● Provided entries:
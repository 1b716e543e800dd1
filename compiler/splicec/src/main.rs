//! Splice CLI
//!
//! Inspect how candidate lines lex, parse and classify, check gold programs
//! and enumerate constrained assemblies.

mod commands;
mod input;

use commands::{check_program, lex_file, parse_file, search_candidates, signature_file};
use std::sync::Once;

static TRACING_INIT: Once = Once::new();

/// Enable with `RUST_LOG=splice_search=debug` or `RUST_LOG=trace`.
fn init_tracing() {
    TRACING_INIT.call_once(|| {
        use tracing_subscriber::{fmt, prelude::*, EnvFilter};

        if std::env::var("RUST_LOG").is_ok() {
            let filter = EnvFilter::from_default_env();
            tracing_subscriber::registry()
                .with(fmt::layer().with_target(true).with_level(true))
                .with(filter)
                .init();
        }
    });
}

fn main() {
    init_tracing();
    let args: Vec<String> = std::env::args().collect();

    if args.len() < 2 {
        print_usage();
        return;
    }

    let command = &args[1];

    let result = match command.as_str() {
        "lex" | "sig" | "parse" => {
            if args.len() < 3 {
                eprintln!("Usage: splice {command} <file>");
                std::process::exit(1);
            }
            match command.as_str() {
                "lex" => lex_file(&args[2]),
                "sig" => signature_file(&args[2]),
                _ => parse_file(&args[2]),
            }
        }
        "check" => {
            if args.len() < 3 {
                eprintln!("Usage: splice check <program> [--indent=<file>] [--option=<name>]");
                std::process::exit(1);
            }
            check_program(&args[2..])
        }
        "search" => {
            if args.len() < 3 {
                eprintln!("Usage: splice search <candidates.json> [options]");
                eprintln!();
                eprintln!("Options:");
                eprintln!("  --option=<name>  base, syntax (default) or semantics");
                eprintln!("  --beam=<n>       Beam width (default: 50)");
                eprintln!("  --top-k=<n>      Scaffolds kept (default: 20)");
                eprintln!("  --count=<n>      Assemblies printed (default: 10)");
                eprintln!("  --regular        Beam over texts instead of scaffolds");
                std::process::exit(1);
            }
            search_candidates(&args[2..])
        }
        "help" | "--help" | "-h" => {
            print_usage();
            Ok(())
        }
        "version" | "--version" | "-v" => {
            println!("Splice {}", env!("CARGO_PKG_VERSION"));
            Ok(())
        }
        _ => {
            eprintln!("Unknown command: {command}");
            eprintln!();
            print_usage();
            std::process::exit(1);
        }
    };

    if let Err(err) = result {
        eprintln!("error: {err}");
        std::process::exit(1);
    }
}

fn print_usage() {
    println!("Splice: constrained assembly of programs from per-line candidates");
    println!();
    println!("Usage: splice <command> [options]");
    println!();
    println!("Commands:");
    println!("  lex <file>                 Tokenize and display tokens");
    println!("  sig <file>                 Display the signature of each line");
    println!("  parse <file>               Display the expression trees of each line");
    println!("  check <program>            Check a gold program against the constraints");
    println!("  search <candidates.json>   Print assemblies in cost order");
    println!("  help                       Show this help message");
    println!("  version                    Show version information");
    println!();
    println!("Check options:");
    println!("  --indent=<file>     Gold indentation, one integer per line");
    println!("  --option=<name>     syntax (default) or semantics");
    println!();
    println!("Search options:");
    println!("  --option=<name>     base, syntax (default) or semantics");
    println!("  --beam=<n>          Beam width");
    println!("  --top-k=<n>         Scaffolds kept after the last line");
    println!("  --count=<n>         Assemblies printed");
    println!("  --regular           Beam over texts instead of scaffolds");
    println!();
    println!("Candidate input:");
    println!(r#"  {{ "lines": [[["text", cost], ...], ...], "indent": [0, 1, ...] }}"#);
    println!();
    println!("Examples:");
    println!("  splice sig solution.cpp");
    println!("  splice check solution.cpp --option=semantics");
    println!("  splice search candidates.json --count=5 --regular");
}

● The problem: Could you state how many lines of the data include the word "indent"? Only the number is needed.

● Output for this task: 3